Data to examine
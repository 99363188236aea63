//! Pay-period context for payroll calculations.
//!
//! This module contains [`ProrationContext`], the salary and day-count figures
//! every dependent concept is recomputed from, and [`PayFrequency`], the set of
//! period lengths the engine knows how to prorate.

use rust_decimal::Decimal;
use serde::{Deserialize, Serialize};

use crate::error::{EngineError, EngineResult};

/// A supported pay-period length.
#[derive(Debug, Clone, Copy, PartialEq, Eq, Hash, Serialize, Deserialize)]
#[serde(rename_all = "snake_case")]
pub enum PayFrequency {
    /// 7-day period, four per month.
    Weekly,
    /// 10-day period, three per month.
    TenDays,
    /// 15-day period, two per month.
    Biweekly,
    /// 30-day period.
    Monthly,
}

impl PayFrequency {
    /// Resolves a period length in days.
    ///
    /// # Example
    ///
    /// ```
    /// use finance_engine::models::PayFrequency;
    ///
    /// assert_eq!(PayFrequency::from_days(15).unwrap(), PayFrequency::Biweekly);
    /// assert!(PayFrequency::from_days(14).is_err());
    /// ```
    pub fn from_days(days_worked: u32) -> EngineResult<Self> {
        match days_worked {
            7 => Ok(Self::Weekly),
            10 => Ok(Self::TenDays),
            15 => Ok(Self::Biweekly),
            30 => Ok(Self::Monthly),
            _ => Err(EngineError::UnsupportedProrationFrequency { days_worked }),
        }
    }

    /// The number of days in the period.
    pub fn days(self) -> u32 {
        match self {
            Self::Weekly => 7,
            Self::TenDays => 10,
            Self::Biweekly => 15,
            Self::Monthly => 30,
        }
    }

    /// How many periods of this length make up one month.
    pub fn multiplier(self) -> Decimal {
        match self {
            Self::Weekly => Decimal::from(4),
            Self::TenDays => Decimal::from(3),
            Self::Biweekly => Decimal::from(2),
            Self::Monthly => Decimal::ONE,
        }
    }
}

/// Salary and day-count context for recomputing dependent concepts.
///
/// Only [`ProrationContext::for_period`] and
/// [`ProrationContext::from_settings`] check `days_worked` against the
/// supported [`PayFrequency`] lengths. A context built any other way,
/// including by deserialization, is taken as given: the payroll operations
/// accept any `days_worked`, and a value of 0 yields zero severance, zero
/// severance interest and a zero transport subsidy.
#[derive(Debug, Clone, Copy, PartialEq, Eq, Serialize, Deserialize)]
pub struct ProrationContext {
    /// Salary paid for this period.
    pub salary: Decimal,
    /// Monthly-equivalent salary used for hourly, daily and severance bases.
    pub base_salary: Decimal,
    /// Days in the period. Unchecked unless built by a constructor.
    pub days_worked: u32,
    /// Whether the employee receives the transport subsidy.
    #[serde(default)]
    pub has_transport_aid: bool,
}
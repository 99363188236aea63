//! Document aggregation.
//!
//! Sums line totals across a whole document and flags refund lines.

use rust_decimal::Decimal;

use super::line_totals::calculate_line_totals;
use super::rounding::{round, saturating_sum};
use crate::models::{
    CalculationConfig, DocumentCalculation, DocumentTotals, LineCalculation, LineItem,
};

/// Calculates every line of a document along with the document totals.
///
/// Line results are returned in input order. Each aggregate field is the sum
/// of the corresponding line field, rounded once more to absorb summation
/// drift. `total_refunds` sums `total` over negative-quantity lines. Sums
/// clamp at the `Decimal` range.
pub fn calculate_document(items: &[LineItem], config: &CalculationConfig) -> DocumentCalculation {
    let lines: Vec<LineCalculation> = items
        .iter()
        .enumerate()
        .map(|(index, item)| LineCalculation {
            index,
            is_refund: item.is_refund(),
            totals: calculate_line_totals(item, config),
        })
        .collect();

    let field_sum =
        |field: fn(&LineCalculation) -> Decimal| round(saturating_sum(lines.iter().map(field)));

    let totals = DocumentTotals {
        total: field_sum(|l| l.totals.total),
        subtotal: field_sum(|l| l.totals.subtotal),
        total_tax: field_sum(|l| l.totals.total_tax),
        total_discount: field_sum(|l| l.totals.total_discount),
        total_retention: field_sum(|l| l.totals.total_retention),
        total_refunds: field_sum(|l| if l.is_refund { l.totals.total } else { Decimal::ZERO }),
    };

    DocumentCalculation { lines, totals }
}

/// Sums line totals over a document.
///
/// An empty document yields all-zero totals.
///
/// # Examples
///
/// ```
/// use finance_engine::calculation::aggregate_document;
/// use finance_engine::models::{CalculationConfig, LineItem};
/// use rust_decimal::Decimal;
///
/// let lines = vec![
///     LineItem::new(Decimal::from(100), Decimal::from(2), Decimal::from(10), Decimal::ZERO),
///     LineItem::new(Decimal::from(50), Decimal::from(-1), Decimal::from(10), Decimal::ZERO),
/// ];
/// let totals = aggregate_document(&lines, &CalculationConfig::default());
///
/// assert_eq!(totals.total, Decimal::from(165));
/// assert_eq!(totals.total_refunds, Decimal::from(-55));
/// ```
pub fn aggregate_document(items: &[LineItem], config: &CalculationConfig) -> DocumentTotals {
    calculate_document(items, config).totals
}
//! Core data models for the finance engine.
//!
//! This module contains the document and payroll models consumed and produced
//! by the calculation functions.

mod concept;
mod document;
mod payroll_result;
mod proration_context;

pub use concept::{Concept, ConceptType};
pub(crate) use concept::normalize_key;
pub use document::{
    CalculationConfig, DocumentCalculation, DocumentTotals, LineCalculation, LineItem, LineTotals,
};
pub use payroll_result::{AuditStep, AuditTrace, AuditWarning, PayrollResult, PayrollTotals};
pub use proration_context::{PayFrequency, ProrationContext};
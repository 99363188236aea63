//! Line total calculation.
//!
//! This module computes the tax, discount, retention, subtotal and total of a
//! single document line.

use rust_decimal::Decimal;

use super::rounding::{percent_of, round};
use crate::models::{CalculationConfig, LineItem, LineTotals};

/// Returns the tax contained in a tax-inclusive amount.
///
/// Computed as `amount - amount / (1 + tax_percent / 100)`. A divisor of zero
/// (a tax rate of -100%) yields zero.
///
/// # Examples
///
/// ```
/// use finance_engine::calculation::extract_included_tax;
/// use rust_decimal::Decimal;
///
/// let tax = extract_included_tax(Decimal::from(119), Decimal::from(19));
/// assert_eq!(tax, Decimal::from(19));
/// ```
pub fn extract_included_tax(amount: Decimal, tax_percent: Decimal) -> Decimal {
    let divisor = Decimal::ONE + tax_percent / Decimal::ONE_HUNDRED;
    match amount.checked_div(divisor) {
        Some(net) => amount.saturating_sub(net),
        None => Decimal::ZERO,
    }
}

/// Calculates the rounded totals of one document line.
///
/// The steps, each rounded to two decimals:
/// 1. raw amount = price x quantity
/// 2. tax: extracted from the raw amount when prices include tax, otherwise
///    added on top of it
/// 3. tax-exclusive amount = raw amount minus any extracted tax
/// 4. discount and retention, both on the tax-exclusive amount
/// 5. subtotal = tax-exclusive amount - retention
/// 6. total = subtotal + tax - discount
///
/// A zero quantity yields all-zero totals. Negative prices or quantities flow
/// through with their sign. Amounts beyond the `Decimal` range clamp to its
/// bounds.
///
/// # Examples
///
/// ```
/// use finance_engine::calculation::calculate_line_totals;
/// use finance_engine::models::{CalculationConfig, LineItem};
/// use rust_decimal::Decimal;
/// use std::str::FromStr;
///
/// let line = LineItem::new(
///     Decimal::from(100),
///     Decimal::from(2),
///     Decimal::from(19),
///     Decimal::from(10),
/// );
/// let config = CalculationConfig {
///     tax_included: true,
///     retention_percent: Decimal::ZERO,
/// };
///
/// let totals = calculate_line_totals(&line, &config);
/// assert_eq!(totals.total, Decimal::from_str("183.19").unwrap());
/// assert_eq!(totals.total_tax, Decimal::from_str("31.93").unwrap());
/// ```
pub fn calculate_line_totals(item: &LineItem, config: &CalculationConfig) -> LineTotals {
    let raw_amount = round(item.price.saturating_mul(item.quantity));

    let total_tax = if config.tax_included {
        round(extract_included_tax(raw_amount, item.tax_percent))
    } else {
        round(percent_of(raw_amount, item.tax_percent))
    };

    let tax_to_subtract = if config.tax_included {
        total_tax
    } else {
        Decimal::ZERO
    };

    let total_minus_tax = round(raw_amount.saturating_sub(tax_to_subtract));
    let total_discount = round(percent_of(total_minus_tax, item.discount_percent));
    let total_retention = round(percent_of(total_minus_tax, config.retention_percent));
    let subtotal = round(total_minus_tax.saturating_sub(total_retention));
    let total = round(subtotal.saturating_add(total_tax).saturating_sub(total_discount));

    LineTotals {
        total,
        subtotal,
        total_tax,
        total_discount,
        total_retention,
    }
}
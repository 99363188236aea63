//! Payroll concept catalog.
//!
//! The catalog is the immutable, process-wide table of concept definitions
//! every payroll calculation resolves concepts against.
//!
//! # Example
//!
//! ```
//! use finance_engine::catalog::ConceptCatalog;
//!
//! let catalog = ConceptCatalog::global();
//! for definition in catalog.required() {
//!     println!("{} is required", definition.key_name);
//! }
//! ```

mod registry;
mod table;
mod types;

pub use registry::ConceptCatalog;
pub use table::{TRANSPORT_SUBSIDY_MONTHLY, builtin_definitions};
pub use types::{CalculationSubtype, ConceptCode, ConceptDefinition};
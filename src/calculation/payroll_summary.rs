//! Payroll summary.
//!
//! Validates and adjusts a concept set, then totals it into a
//! [`PayrollResult`] with a full audit trace.

use std::time::Instant;

use chrono::Utc;
use tracing::info;
use uuid::Uuid;

use super::concept_adjustment::{adjust_with_audit, validate_concepts};
use super::rounding::{round, saturating_sum};
use crate::catalog::ConceptCatalog;
use crate::error::ValidationIssue;
use crate::models::{
    AuditTrace, AuditWarning, Concept, ConceptType, PayrollResult, PayrollTotals, ProrationContext,
};

fn warning_for(issue: &ValidationIssue) -> AuditWarning {
    let severity = match issue {
        ValidationIssue::InvalidQuantity { .. } => "medium",
        ValidationIssue::MissingRequiredConcept { .. }
        | ValidationIssue::DuplicateConcept { .. }
        | ValidationIssue::UnknownConcept { .. } => "high",
    };

    AuditWarning {
        code: issue.code().to_string(),
        message: issue.to_string(),
        severity: severity.to_string(),
    }
}

/// Sums income and deduction amounts.
///
/// Each concept counts by its own type. Net pay is income minus deductions.
/// Sums clamp at the `Decimal` range.
pub fn payroll_totals(concepts: &[Concept]) -> PayrollTotals {
    let sum_of = |concept_type: ConceptType| {
        round(saturating_sum(
            concepts
                .iter()
                .filter(|c| c.concept_type == concept_type)
                .map(|c| c.amount),
        ))
    };

    let total_income = sum_of(ConceptType::Income);
    let total_deductions = sum_of(ConceptType::Deduction);

    PayrollTotals {
        total_income,
        total_deductions,
        net_pay: round(total_income.saturating_sub(total_deductions)),
    }
}

/// Validates, adjusts and totals a concept set for one pay period.
///
/// Validation issues do not stop the summary; each becomes a warning in the
/// audit trace and [`PayrollResult::is_valid`] returns false.
///
/// # Examples
///
/// ```
/// use finance_engine::calculation::{build_default_concepts, summarize_payroll};
/// use finance_engine::catalog::ConceptCatalog;
/// use finance_engine::models::ProrationContext;
/// use rust_decimal::Decimal;
///
/// let catalog = ConceptCatalog::global();
/// let context = ProrationContext::for_period(Decimal::from(1_300_000), 30, false).unwrap();
/// let concepts = build_default_concepts(catalog, &context);
///
/// let result = summarize_payroll(catalog, &concepts, &context);
/// assert!(result.is_valid());
/// assert_eq!(result.totals.total_deductions, Decimal::from(104_000));
/// ```
pub fn summarize_payroll(
    catalog: &ConceptCatalog,
    concepts: &[Concept],
    context: &ProrationContext,
) -> PayrollResult {
    let start_time = Instant::now();

    let warnings: Vec<AuditWarning> = validate_concepts(catalog, concepts)
        .iter()
        .map(warning_for)
        .collect();
    let (adjusted, steps) = adjust_with_audit(catalog, concepts, context);
    let totals = payroll_totals(&adjusted);

    let duration_us = start_time.elapsed().as_micros() as u64;

    info!(
        concepts_count = adjusted.len(),
        warnings_count = warnings.len(),
        net_pay = %totals.net_pay,
        duration_us,
        "Payroll summary completed"
    );

    PayrollResult {
        calculation_id: Uuid::new_v4(),
        timestamp: Utc::now(),
        engine_version: env!("CARGO_PKG_VERSION").to_string(),
        context: *context,
        concepts: adjusted,
        totals,
        audit_trace: AuditTrace {
            steps,
            warnings,
            duration_us,
        },
    }
}
//! Concept set validation and adjustment.
//!
//! This module checks a caller's concept set against the catalog and
//! recomputes the concepts whose amounts depend on the pay-period context.
//! Input slices are never modified; every operation returns fresh concepts.

use std::collections::{HashMap, HashSet};

use rust_decimal::Decimal;
use tracing::{debug, warn};

use super::concept_formulas::{calculate_concept, calculate_concept_as, day_prorated};
use super::rounding::round;
use crate::catalog::{CalculationSubtype, ConceptCatalog, ConceptCode};
use crate::error::{EngineResult, ValidationIssue};
use crate::models::{AuditStep, Concept, ProrationContext, normalize_key};

/// Validates a concept set against the catalog.
///
/// Never fails; every problem found is returned. Issues are reported in input
/// order, followed by one `MissingRequiredConcept` per absent required entry
/// in catalog order. A duplicated key name is reported once, however many
/// times it repeats.
///
/// # Examples
///
/// ```
/// use finance_engine::calculation::validate_concepts;
/// use finance_engine::catalog::ConceptCatalog;
///
/// let issues = validate_concepts(ConceptCatalog::global(), &[]);
/// assert_eq!(issues.len(), 5);
/// ```
pub fn validate_concepts(catalog: &ConceptCatalog, concepts: &[Concept]) -> Vec<ValidationIssue> {
    let mut issues = Vec::new();
    let mut first_seen: HashMap<String, &str> = HashMap::new();
    let mut reported_duplicates = HashSet::new();

    for concept in concepts {
        let key = normalize_key(&concept.key_name);

        if let Some(&first) = first_seen.get(&key) {
            if reported_duplicates.insert(key) {
                issues.push(ValidationIssue::DuplicateConcept {
                    key_name: first.to_string(),
                });
            }
            continue;
        }
        first_seen.insert(key, &concept.key_name);

        match catalog.lookup(&concept.key_name) {
            Ok(definition) => {
                if definition.whole_units && !concept.quantity.fract().is_zero() {
                    issues.push(ValidationIssue::InvalidQuantity {
                        key_name: concept.key_name.clone(),
                        quantity: concept.quantity,
                    });
                }
            }
            Err(_) => issues.push(ValidationIssue::UnknownConcept {
                key_name: concept.key_name.clone(),
            }),
        }
    }

    for definition in catalog.required() {
        if !first_seen.contains_key(&normalize_key(&definition.key_name)) {
            issues.push(ValidationIssue::MissingRequiredConcept {
                key_name: definition.key_name.clone(),
            });
        }
    }

    if !issues.is_empty() {
        warn!(
            concept_count = concepts.len(),
            issue_count = issues.len(),
            "Concept set failed validation"
        );
    }

    issues
}

/// Recomputes every context-dependent concept against `context`.
///
/// Returns a new list in input order:
/// - the salary concept takes `context.salary`
/// - severance takes `days_worked` as its quantity and is recomputed from the
///   base salary
/// - severance interest is recomputed for `days_worked` days, keeping its own
///   quantity
/// - percent-of-salary concepts are recomputed from `context.salary`
///
/// Anything else, including concepts the catalog does not know, is returned
/// unchanged.
pub fn adjust_to_base_salary(
    catalog: &ConceptCatalog,
    concepts: &[Concept],
    context: &ProrationContext,
) -> Vec<Concept> {
    adjust_with_audit(catalog, concepts, context).0
}

/// Like [`adjust_to_base_salary`], also returning one audit step per
/// recomputed concept.
pub(crate) fn adjust_with_audit(
    catalog: &ConceptCatalog,
    concepts: &[Concept],
    context: &ProrationContext,
) -> (Vec<Concept>, Vec<AuditStep>) {
    let days = Decimal::from(context.days_worked);
    let mut adjusted = Vec::with_capacity(concepts.len());
    let mut steps = Vec::new();
    let mut step_number: u32 = 0;

    for concept in concepts {
        let Ok(definition) = catalog.lookup(&concept.key_name) else {
            warn!(key_name = %concept.key_name, "Concept not in catalog, passing through unchanged");
            adjusted.push(concept.clone());
            continue;
        };

        let mut input = concept.clone();
        let subtype = match definition.code {
            ConceptCode::Salary => {
                input.amount = context.salary;
                CalculationSubtype::DirectValue
            }
            ConceptCode::Layoff => {
                input.quantity = days;
                CalculationSubtype::Layoff
            }
            ConceptCode::LayoffInterest => {
                input.quantity = days;
                CalculationSubtype::LayoffInterest
            }
            _ if definition.subtype == CalculationSubtype::PercentOfSalary => {
                CalculationSubtype::PercentOfSalary
            }
            _ => {
                adjusted.push(concept.clone());
                continue;
            }
        };

        step_number = step_number.saturating_add(1);
        let result = calculate_concept_as(subtype, definition, &input, context, step_number);

        debug!(
            key_name = %definition.key_name,
            rule_id = subtype.rule_id(),
            amount = %result.amount,
            "Concept recomputed"
        );

        let mut output = input;
        output.amount = result.amount;
        if definition.code == ConceptCode::LayoffInterest {
            output.quantity = concept.quantity;
        }

        adjusted.push(output);
        steps.push(result.audit_step);
    }

    (adjusted, steps)
}

/// Builds the starting concept set for a new payroll entry.
///
/// Creates one concept per required catalog entry, the salary carrying
/// `context.salary` and the rest zero. When the context grants transport
/// aid, a transport subsidy prorated to `days_worked` is added. The set is
/// then passed through [`adjust_to_base_salary`].
///
/// # Examples
///
/// ```
/// use finance_engine::calculation::build_default_concepts;
/// use finance_engine::catalog::ConceptCatalog;
/// use finance_engine::models::ProrationContext;
/// use rust_decimal::Decimal;
///
/// let context = ProrationContext {
///     salary: Decimal::from(1_300_000),
///     base_salary: Decimal::from(1_300_000),
///     days_worked: 30,
///     has_transport_aid: true,
/// };
/// let concepts = build_default_concepts(ConceptCatalog::global(), &context);
///
/// let transport = concepts.iter().find(|c| c.has_key("Auxilio de transporte")).unwrap();
/// assert_eq!(transport.amount, Decimal::from(162_000));
/// ```
pub fn build_default_concepts(catalog: &ConceptCatalog, context: &ProrationContext) -> Vec<Concept> {
    let mut concepts: Vec<Concept> = catalog
        .required()
        .map(|definition| {
            let amount = if definition.code == ConceptCode::Salary {
                context.salary
            } else {
                Decimal::ZERO
            };
            Concept::new(
                definition.key_name.clone(),
                definition.concept_type,
                amount,
                Decimal::ZERO,
            )
        })
        .collect();

    if context.has_transport_aid {
        match catalog.transport_subsidy() {
            Some(definition) => {
                let days = Decimal::from(context.days_worked);
                let full_value = definition
                    .day_based_full_value
                    .unwrap_or(context.base_salary);
                concepts.push(Concept::new(
                    definition.key_name.clone(),
                    definition.concept_type,
                    round(day_prorated(full_value, days)),
                    days,
                ));
            }
            None => warn!("Transport aid granted but catalog has no transport subsidy"),
        }
    }

    adjust_to_base_salary(catalog, &concepts, context)
}

/// Recomputes a single concept after an edit, such as a new overtime quantity.
///
/// Uses the catalog formula for the concept's subtype. Direct-value amounts
/// are kept (rounded).
///
/// # Errors
///
/// Returns `ConceptNotFound` if the key name is not in the catalog.
pub fn recalculate_concept(
    catalog: &ConceptCatalog,
    concept: &Concept,
    context: &ProrationContext,
) -> EngineResult<Concept> {
    let definition = catalog.lookup(&concept.key_name)?;
    let result = calculate_concept(definition, concept, context, 1);

    debug!(
        key_name = %definition.key_name,
        rule_id = definition.subtype.rule_id(),
        amount = %result.amount,
        "Concept recalculated"
    );

    let mut recalculated = concept.clone();
    recalculated.amount = result.amount;
    Ok(recalculated)
}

Activity
Looking at the material above, count the lines where the word "warnings" occurs, and answer with that count alone.

Task answer
3